It is common practice to measure the growth in economic welfare in a country over any considerable period by the rate of growth in real per capita income.  However, this measure can be seriously biased for a period during which the country experienced substantial immigration or emigration.

Consider the United States from, say, 1870 to 1914.  During that period, real per capita income as measured by Simon Kuznets grew at the annual rate of about 2 percent.  However, there was heavy immigration, reaching a peak rate of over 1 1/4 million persons a year in 1907.  By 1914, roughly one-third of the total population of the United States was foreign born or of foreign or mixed parentage, and one-fifth of the population over 14 years old was foreign born.  Their counterparts in 1870 — for, of course, we want to measure the growth in economic welfare for a “representative” population, not for a collection of identical and aging individuals — lived and worked in other countries, not in the United States.  We have every reason to believe that their 1870 counterparts had lower incomes than the then population of the United States — presumably that is why the United States experienced heavy immigration, not emigration.

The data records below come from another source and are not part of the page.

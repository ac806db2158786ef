//! Selector text to [`CompiledSelector`].
//!
//! Each compound becomes one [`PlanStep`]. Its query-expressible parts are
//! rendered twice, as CSS and as an `XPath` predicate; the CSS form is used
//! only when the engine natively evaluates every pseudo-class the compound
//! needs. Filter pseudo-classes are compiled into [`CssFilter`]s, nested
//! selectors included, so a bad `:has()` argument fails the whole compile.

use std::sync::Arc;

use log::debug;
use quarry_common::warning::warn_once;

use crate::ast::{
    AttributeSelector, Combinator, ComplexSelector, CompoundSelector, Condition, SelectorList,
    SimpleSelector,
};
use crate::cache::NativeSupportCache;
use crate::config::CompilerConfig;
use crate::engine::{QueryEngine, QueryKind};
use crate::error::SelectorError;
use crate::escape::{escape_attribute_value, escape_selector, xpath_literal};
use crate::filter::CssFilter;
use crate::locator::Locator;
use crate::parser::{parse_relative_selector_list, parse_selector_list};
use crate::plan::{CompiledSelector, PlanStep, SelectorPlan};
use crate::pseudo::{Behavior, FilterKind, StrategyKind};

/// Compiles selector text against a particular engine.
///
/// Cheap to clone; clones share the native-support cache.
#[derive(Debug, Clone, Default)]
pub struct SelectorCompiler {
    config: CompilerConfig,
    cache: Arc<NativeSupportCache>,
}

impl SelectorCompiler {
    /// A compiler with its own, empty support cache.
    #[must_use]
    pub fn new(config: CompilerConfig) -> Self {
        Self::with_cache(config, Arc::default())
    }

    /// A compiler sharing `cache` with other compilers.
    #[must_use]
    pub fn with_cache(config: CompilerConfig, cache: Arc<NativeSupportCache>) -> Self {
        Self { config, cache }
    }

    /// The active settings.
    #[must_use]
    pub fn config(&self) -> &CompilerConfig {
        &self.config
    }

    /// The native-support cache.
    #[must_use]
    pub fn cache(&self) -> &Arc<NativeSupportCache> {
        &self.cache
    }

    /// Parse and compile `selector` for `engine`.
    ///
    /// ```
    /// # use quarry_selector::{CompilerConfig, SelectorCompiler, SelectorError};
    /// # fn demo<E: quarry_selector::QueryEngine>(engine: &E) -> Result<(), SelectorError> {
    /// let compiler = SelectorCompiler::new(CompilerConfig::default());
    /// let selector = compiler.compile(engine, "ul > li:nth-child(2n+1)")?;
    /// let items = selector.execute(engine, &engine.document())?;
    /// # let _ = items;
    /// # Ok(())
    /// # }
    /// ```
    pub fn compile<E: QueryEngine>(
        &self,
        engine: &E,
        selector: &str,
    ) -> Result<CompiledSelector, SelectorError> {
        let list = parse_selector_list(selector)?;
        let compiled = self.compile_list(engine, &list, 0)?;
        debug!("compiled `{selector}` into {} branch(es)", compiled.branches().len());
        Ok(compiled)
    }

    fn compile_list<E: QueryEngine>(
        &self,
        engine: &E,
        list: &SelectorList,
        depth: usize,
    ) -> Result<CompiledSelector, SelectorError> {
        if depth > self.config.max_nesting_depth {
            return Err(SelectorError::NestingTooDeep {
                max: self.config.max_nesting_depth,
            });
        }
        let branches = list
            .selectors
            .iter()
            .map(|complex| self.compile_complex(engine, complex, depth))
            .collect::<Result<Vec<_>, _>>()?;
        Ok(CompiledSelector::new(branches))
    }

    fn compile_complex<E: QueryEngine>(
        &self,
        engine: &E,
        complex: &ComplexSelector,
        depth: usize,
    ) -> Result<SelectorPlan, SelectorError> {
        let steps = complex
            .steps
            .iter()
            .map(|(combinator, compound)| {
                self.compile_compound(engine, *combinator, compound, depth)
            })
            .collect::<Result<Vec<_>, _>>()?;
        Ok(SelectorPlan { steps })
    }

    fn compile_compound<E: QueryEngine>(
        &self,
        engine: &E,
        combinator: Combinator,
        compound: &CompoundSelector,
        depth: usize,
    ) -> Result<PlanStep, SelectorError> {
        let mut type_name = None;
        let mut css = String::new();
        let mut predicates = Vec::new();
        let mut filters = Vec::new();
        let mut native = true;

        for simple in &compound.simple_selectors {
            match simple {
                SimpleSelector::Universal => {}
                SimpleSelector::Type(name) => {
                    type_name = Some(name.as_str());
                    predicates.push(format!("local-name() = {}", xpath_literal(name)));
                }
                SimpleSelector::Id(id) => {
                    css.push('#');
                    css.push_str(&escape_selector(id));
                    predicates.push(format!("@id = {}", xpath_literal(id)));
                }
                SimpleSelector::Class(class) => {
                    css.push('.');
                    css.push_str(&escape_selector(class));
                    predicates.push(word_predicate("@class", class));
                }
                SimpleSelector::Attribute(attribute) => {
                    css.push_str(&attribute_css(attribute));
                    predicates.push(attribute_predicate(attribute));
                }
                SimpleSelector::PseudoClass(condition) => {
                    match Behavior::resolve(&condition.name)? {
                        Behavior::Query(kind) => {
                            css.push_str(kind.native_query(condition)?.expression());
                            predicates
                                .push(format!("({})", kind.path_query(condition)?.expression()));
                            native &= self.supports_natively(engine, kind);
                        }
                        Behavior::Filter(kind) => {
                            filters.push(self.compile_filter(engine, kind, condition, depth)?);
                        }
                    }
                }
            }
        }

        let locator = if native {
            let css = match type_name {
                Some(name) => format!("{}{css}", escape_selector(name)),
                None if css.is_empty() => "*".to_string(),
                None => css,
            };
            Locator::Native(css)
        } else {
            let axis = match combinator {
                Combinator::Descendant => ".//*",
                _ => "./*",
            };
            if predicates.is_empty() {
                Locator::Path(axis.to_string())
            } else {
                Locator::Path(format!("{axis}[{}]", predicates.join(" and ")))
            }
        };
        debug!("{combinator:?} step: {locator} with {} filter(s)", filters.len());

        Ok(PlanStep {
            combinator,
            locator,
            filters,
        })
    }

    fn compile_filter<E: QueryEngine>(
        &self,
        engine: &E,
        kind: FilterKind,
        condition: &Condition,
        depth: usize,
    ) -> Result<CssFilter, SelectorError> {
        kind.check_argument(condition)?;
        let argument = condition.argument_text();
        let filter = match kind {
            FilterKind::Has => {
                let nested = parse_relative_selector_list(argument)?;
                CssFilter::Has(Box::new(self.compile_list(engine, &nested, depth + 1)?))
            }
            FilterKind::Not => {
                let nested = parse_selector_list(argument)?;
                CssFilter::Not(Box::new(self.compile_list(engine, &nested, depth + 1)?))
            }
            FilterKind::Lang => {
                let code = argument.trim().trim_matches(|c| c == '"' || c == '\'');
                if code.is_empty() {
                    return Err(SelectorError::Syntax {
                        pseudo: kind.name().to_string(),
                        argument: argument.to_string(),
                        reason: "the :lang() pseudo-class needs a language code".to_string(),
                    });
                }
                CssFilter::Lang(code.to_string())
            }
            FilterKind::Visible => CssFilter::Visible,
            FilterKind::Hidden => CssFilter::Hidden,
        };
        Ok(filter)
    }

    /// Whether the engine evaluates `kind` natively, probing once per
    /// capability id.
    fn supports_natively<E: QueryEngine>(&self, engine: &E, kind: StrategyKind) -> bool {
        if !self.config.native_probing {
            return false;
        }
        let capability = engine.capability_id();
        self.cache.get_or_probe(&capability, kind, || {
            match engine.find_all(&engine.document(), kind.probe_expression(), QueryKind::Native) {
                Ok(_) => {
                    debug!("{capability}: :{} is natively supported", kind.name());
                    true
                }
                Err(error) => {
                    debug!("{capability}: :{} is not natively supported: {error}", kind.name());
                    let _ = warn_once(
                        "selector",
                        &format!(
                            ":{} is not natively supported by {capability}; using path queries",
                            kind.name()
                        ),
                    );
                    false
                }
            }
        })
    }
}

/// `[name op "value"]`
fn attribute_css(attribute: &AttributeSelector) -> String {
    let name = escape_selector(attribute.name());
    let (operator, value) = match attribute {
        AttributeSelector::Exists(_) => return format!("[{name}]"),
        AttributeSelector::Equals(_, value) => ("=", value),
        AttributeSelector::Includes(_, value) => ("~=", value),
        AttributeSelector::DashMatch(_, value) => ("|=", value),
        AttributeSelector::PrefixMatch(_, value) => ("^=", value),
        AttributeSelector::SuffixMatch(_, value) => ("$=", value),
        AttributeSelector::SubstringMatch(_, value) => ("*=", value),
    };
    format!("[{name}{operator}{}]", escape_attribute_value(value))
}

fn attribute_predicate(attribute: &AttributeSelector) -> String {
    let attr = attribute_path(attribute.name());
    match attribute {
        AttributeSelector::Exists(_) => attr,
        AttributeSelector::Equals(_, value) => format!("{attr} = {}", xpath_literal(value)),
        AttributeSelector::Includes(_, value) => word_predicate(&attr, value),
        AttributeSelector::DashMatch(_, value) => format!(
            "({attr} = {} or starts-with({attr}, {}))",
            xpath_literal(value),
            xpath_literal(&format!("{value}-"))
        ),
        AttributeSelector::PrefixMatch(_, value) => {
            format!("starts-with({attr}, {})", xpath_literal(value))
        }
        AttributeSelector::SuffixMatch(_, value) => {
            let literal = xpath_literal(value);
            format!(
                "substring({attr}, string-length({attr}) - string-length({literal}) + 1) = {literal}"
            )
        }
        AttributeSelector::SubstringMatch(_, value) => {
            format!("contains({attr}, {})", xpath_literal(value))
        }
    }
}

/// `@name`, or a `name()` match when `name` is not an `XPath` `NCName`.
fn attribute_path(name: &str) -> String {
    let mut chars = name.chars();
    let plain = chars
        .next()
        .is_some_and(|first| first.is_ascii_alphabetic() || first == '_')
        && chars.all(|c| c.is_ascii_alphanumeric() || matches!(c, '-' | '_' | '.'));
    if plain {
        format!("@{name}")
    } else {
        format!("@*[name() = {}]", xpath_literal(name))
    }
}

/// Whitespace-separated word match, the path form of `.class` and `[a~=v]`.
fn word_predicate(attribute: &str, word: &str) -> String {
    format!(
        "contains(concat(' ', normalize-space({attribute}), ' '), {})",
        xpath_literal(&format!(" {word} "))
    )
}

#[cfg(test)]
mod tests {
    use super::*;

    #[test]
    fn test_attribute_css() {
        assert_eq!(attribute_css(&AttributeSelector::Exists("href".into())), "[href]");
        assert_eq!(
            attribute_css(&AttributeSelector::PrefixMatch("href".into(), "http".into())),
            "[href^=\"http\"]"
        );
    }

    #[test]
    fn test_attribute_names_are_escaped() {
        assert_eq!(attribute_css(&AttributeSelector::Exists("data:x".into())), "[data\\:x]");
        assert_eq!(
            attribute_css(&AttributeSelector::Equals("1st".into(), "a".into())),
            "[\\31 st=\"a\"]"
        );
        assert_eq!(attribute_path("data-x"), "@data-x");
        assert_eq!(attribute_path("data:x"), "@*[name() = 'data:x']");
        assert_eq!(
            attribute_predicate(&AttributeSelector::Equals("data:x".into(), "1".into())),
            "@*[name() = 'data:x'] = '1'"
        );
    }

    #[test]
    fn test_attribute_predicates() {
        assert_eq!(
            attribute_predicate(&AttributeSelector::Equals("type".into(), "text".into())),
            "@type = 'text'"
        );
        assert_eq!(
            attribute_predicate(&AttributeSelector::DashMatch("lang".into(), "en".into())),
            "(@lang = 'en' or starts-with(@lang, 'en-'))"
        );
        assert_eq!(
            attribute_predicate(&AttributeSelector::SuffixMatch("src".into(), ".png".into())),
            "substring(@src, string-length(@src) - string-length('.png') + 1) = '.png'"
        );
        assert_eq!(
            word_predicate("@class", "item"),
            "contains(concat(' ', normalize-space(@class), ' '), ' item ')"
        );
    }
}
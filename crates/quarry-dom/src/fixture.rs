//! Serde-loadable document descriptions.
//!
//! Quarry does not parse HTML; documents used by the CLI and the tests are
//! described as nested JSON:
//!
//! ```json
//! { "children": [
//!     { "tag": "html", "attrs": { "lang": "en" }, "children": [
//!         { "tag": "body", "children": [ { "text": "hello" } ] }
//!     ] }
//! ] }
//! ```

use std::collections::BTreeMap;

use serde::Deserialize;

use crate::{DomTree, ElementData, NodeId, NodeType};

/// A whole document: the children of the Document node.
#[derive(Debug, Clone, Default, Deserialize)]
pub struct DocumentSpec {
    /// Top-level nodes, normally a single `html` element.
    #[serde(default)]
    pub children: Vec<NodeSpec>,
}

/// One node of a [`DocumentSpec`].
#[derive(Debug, Clone, Deserialize)]
#[serde(untagged)]
pub enum NodeSpec {
    /// An element with optional attributes and children.
    Element {
        /// Local name; lowercased when built.
        tag: String,
        /// Attribute list.
        #[serde(default)]
        attrs: BTreeMap<String, String>,
        /// Child nodes in order.
        #[serde(default)]
        children: Vec<NodeSpec>,
    },
    /// A text node.
    Text {
        /// Character data.
        text: String,
    },
    /// A comment node.
    Comment {
        /// Comment data.
        comment: String,
    },
}

impl DomTree {
    /// Build a tree from a parsed document description.
    #[must_use]
    pub fn from_spec(spec: &DocumentSpec) -> Self {
        let mut tree = Self::new();
        for child in &spec.children {
            tree.append_spec(NodeId::ROOT, child);
        }
        tree
    }

    /// Parse a JSON document description and build the tree.
    pub fn from_json(json: &str) -> serde_json::Result<Self> {
        let spec: DocumentSpec = serde_json::from_str(json)?;
        Ok(Self::from_spec(&spec))
    }

    fn append_spec(&mut self, parent: NodeId, spec: &NodeSpec) {
        match spec {
            NodeSpec::Element {
                tag,
                attrs,
                children,
            } => {
                let attrs = attrs
                    .iter()
                    .map(|(name, value)| (name.clone(), value.clone()))
                    .collect();
                let id = self.alloc(NodeType::Element(ElementData::new(tag, attrs)));
                self.append_child(parent, id);
                for child in children {
                    self.append_spec(id, child);
                }
            }
            NodeSpec::Text { text } => {
                let _ = self.append_text(parent, text);
            }
            NodeSpec::Comment { comment } => {
                let id = self.alloc(NodeType::Comment(comment.clone()));
                self.append_child(parent, id);
            }
        }
    }
}
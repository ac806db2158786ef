//! Tests for the `XPath` evaluator against a small document.

use quarry_dom::{DomTree, NodeId};
use quarry_engine::xpath::{Evaluator, Value, XPathError, evaluate, select};

struct Page {
    tree: DomTree,
    html: NodeId,
    list: NodeId,
    items: [NodeId; 3],
    note: NodeId,
    empty: NodeId,
}

/// html > body > (ul#list > li*3, p.note, span)
fn page() -> Page {
    let mut tree = DomTree::new();
    let html = tree.append_element(NodeId::ROOT, "html", &[("lang", "en")]);
    let body = tree.append_element(html, "body", &[]);
    let list = tree.append_element(body, "ul", &[("id", "list")]);
    let mut items = [NodeId::ROOT; 3];
    for (index, text) in ["one", "two", "three"].into_iter().enumerate() {
        let class = if index == 1 { "item sel" } else { "item" };
        items[index] = tree.append_element(list, "li", &[("class", class)]);
        let _ = tree.append_text(items[index], text);
    }
    let note = tree.append_element(body, "p", &[("class", "note")]);
    let _ = tree.append_text(note, "  spaced   out ");
    let empty = tree.append_element(body, "span", &[]);
    Page {
        tree,
        html,
        list,
        items,
        note,
        empty,
    }
}

fn nodes(page: &Page, context: NodeId, expression: &str) -> Vec<NodeId> {
    let order = page.tree.document_order();
    select(&Evaluator::new(&page.tree, &order), context, expression).unwrap()
}

fn value(page: &Page, expression: &str) -> Value {
    evaluate(&page.tree, NodeId::ROOT, expression).unwrap()
}

#[test]
fn test_descendant_and_child_paths() {
    let page = page();
    assert_eq!(nodes(&page, NodeId::ROOT, "//li"), page.items.to_vec());
    assert_eq!(nodes(&page, NodeId::ROOT, "/html/body/ul"), vec![page.list]);
    assert_eq!(nodes(&page, page.list, "./*"), page.items.to_vec());
    assert_eq!(nodes(&page, page.list, ".//*"), page.items.to_vec());
    assert!(nodes(&page, NodeId::ROOT, "//table").is_empty());
}

#[test]
fn test_positions_are_relative_to_the_parent() {
    let page = page();
    assert_eq!(nodes(&page, NodeId::ROOT, "//li[2]"), vec![page.items[1]]);
    assert_eq!(nodes(&page, NodeId::ROOT, "//li[last()]"), vec![page.items[2]]);
    assert_eq!(nodes(&page, NodeId::ROOT, ".//*[position() = 1]").first(), Some(&page.html));
    assert_eq!(
        nodes(&page, NodeId::ROOT, "//li[(position() - 1) mod 2 = 0 and position() >= 1]"),
        vec![page.items[0], page.items[2]]
    );
    assert_eq!(
        nodes(&page, NodeId::ROOT, "//li[(last() - position() + 1) = 1]"),
        vec![page.items[2]]
    );
}

#[test]
fn test_filter_expression_positions_follow_document_order() {
    let page = page();
    assert_eq!(nodes(&page, NodeId::ROOT, "(//body/*)[2]"), vec![page.note]);
}

#[test]
fn test_reverse_axes_count_nearest_first() {
    let page = page();
    assert_eq!(
        nodes(&page, page.items[2], "preceding-sibling::*[1]"),
        vec![page.items[1]]
    );
    assert_eq!(nodes(&page, page.items[0], "ancestor::*[2]").len(), 1);
    assert_eq!(nodes(&page, page.items[0], "ancestor::*[last()]"), vec![page.html]);
    assert_eq!(nodes(&page, page.items[0], ".."), vec![page.list]);
}

#[test]
fn test_parent_of_the_document_element_is_the_document() {
    let page = page();
    assert_eq!(nodes(&page, page.html, ".."), vec![NodeId::ROOT]);
    assert!(nodes(&page, page.html, "parent::*").is_empty());
}

#[test]
fn test_union_is_sorted_and_deduplicated() {
    let page = page();
    assert_eq!(
        nodes(&page, NodeId::ROOT, "//span | //li[1] | //li"),
        vec![page.items[0], page.items[1], page.items[2], page.empty]
    );
}

#[test]
fn test_class_word_match() {
    let page = page();
    assert_eq!(
        nodes(
            &page,
            NodeId::ROOT,
            "//*[contains(concat(' ', normalize-space(@class), ' '), ' sel ')]"
        ),
        vec![page.items[1]]
    );
}

#[test]
fn test_node_set_comparisons() {
    let page = page();
    assert_eq!(nodes(&page, NodeId::ROOT, "//li[. = 'three']"), vec![page.items[2]]);
    assert_eq!(value(&page, "//li = 'two'"), Value::Boolean(true));
    assert_eq!(value(&page, "//li != 'two'"), Value::Boolean(true));
    assert_eq!(value(&page, "//table = 'two'"), Value::Boolean(false));
    assert_eq!(value(&page, "count(//li) > 2"), Value::Boolean(true));
}

#[test]
fn test_attributes() {
    let page = page();
    assert_eq!(value(&page, "string(//ul/@id)"), Value::String("list".to_string()));
    assert_eq!(nodes(&page, NodeId::ROOT, "//*[@lang]"), vec![page.html]);
    assert_eq!(nodes(&page, NodeId::ROOT, "//*[@id = 'list']"), vec![page.list]);
    assert_eq!(
        nodes(&page, NodeId::ROOT, "//*[starts-with(@class, 'item ')]"),
        vec![page.items[1]]
    );
}

#[test]
fn test_string_functions() {
    let page = page();
    assert_eq!(value(&page, "normalize-space(//p)"), Value::String("spaced out".to_string()));
    assert_eq!(value(&page, "concat('a', 'b', 'c')"), Value::String("abc".to_string()));
    assert_eq!(value(&page, "string-length('abc')"), Value::Number(3.0));
    assert_eq!(value(&page, "substring('12345', 2, 3)"), Value::String("234".to_string()));
    assert_eq!(value(&page, "local-name(//ul)"), Value::String("ul".to_string()));
    assert_eq!(value(&page, "contains('selector', 'lect')"), Value::Boolean(true));
}

#[test]
fn test_arithmetic() {
    let page = page();
    assert_eq!(value(&page, "7 mod 3"), Value::Number(1.0));
    assert_eq!(value(&page, "-7 mod 3"), Value::Number(-1.0));
    assert_eq!(value(&page, "10 div 4"), Value::Number(2.5));
    assert_eq!(value(&page, "1 div 0"), Value::Number(f64::INFINITY));
    assert_eq!(value(&page, "2 + 3 * 4"), Value::Number(14.0));
}

#[test]
fn test_empty_and_text_tests() {
    let page = page();
    assert_eq!(
        nodes(&page, NodeId::ROOT, "//body/*[not(*) and not(text())]"),
        vec![page.empty]
    );
    assert_eq!(value(&page, "count(//li/text())"), Value::Number(3.0));
    assert_eq!(value(&page, "not(//table)"), Value::Boolean(true));
}

#[test]
fn test_errors() {
    let page = page();
    let evaluate = |expression| evaluate(&page.tree, NodeId::ROOT, expression);

    assert!(matches!(evaluate("//li["), Err(XPathError::Syntax(_))));
    assert_eq!(
        evaluate("bogus()"),
        Err(XPathError::UnknownFunction("bogus".to_string()))
    );
    assert_eq!(evaluate("count(1)"), Err(XPathError::NotANodeSet));
    assert!(matches!(evaluate("following::li"), Err(XPathError::UnsupportedAxis(_))));
    assert!(matches!(evaluate("position(1)"), Err(XPathError::Arity { .. })));
    assert!(matches!(
        evaluate("'open"),
        Err(XPathError::UnterminatedLiteral { offset: 0 })
    ));

    let order = page.tree.document_order();
    assert_eq!(
        select(&Evaluator::new(&page.tree, &order), NodeId::ROOT, "1 + 1"),
        Err(XPathError::NotANodeSet)
    );
}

The foreign-born in 1914 probably also had lower incomes than the rest of the U.S. population, but again the fact of continued large-scale immigration, let alone a wide variety of historical evidence, suggests that their incomes in the United States were substantially above the incomes that they could have received in the countries from which they came.  In any event, the incomes of the 1914 foreign-born are included in the aggregate income underlying the 1914 per-capita income estimate, while the incomes of their counterparts in 1870 are completely excluded.  The result is to bias the estimated rate of growth downward.
……

One of the great economic achievements of the United States in the period from 1870 to 1914 was the absorption of millions of residents who came to the United States with little but their bare hands, were able to make a better life for themselves than in their countries of origin, and to lay the foundations for a still better life for their children.  Yet not only is this achievement not recorded positively in the common measure of economic growth, it actually enters as a negative factor, reducing the measured rate of growth.

Just so.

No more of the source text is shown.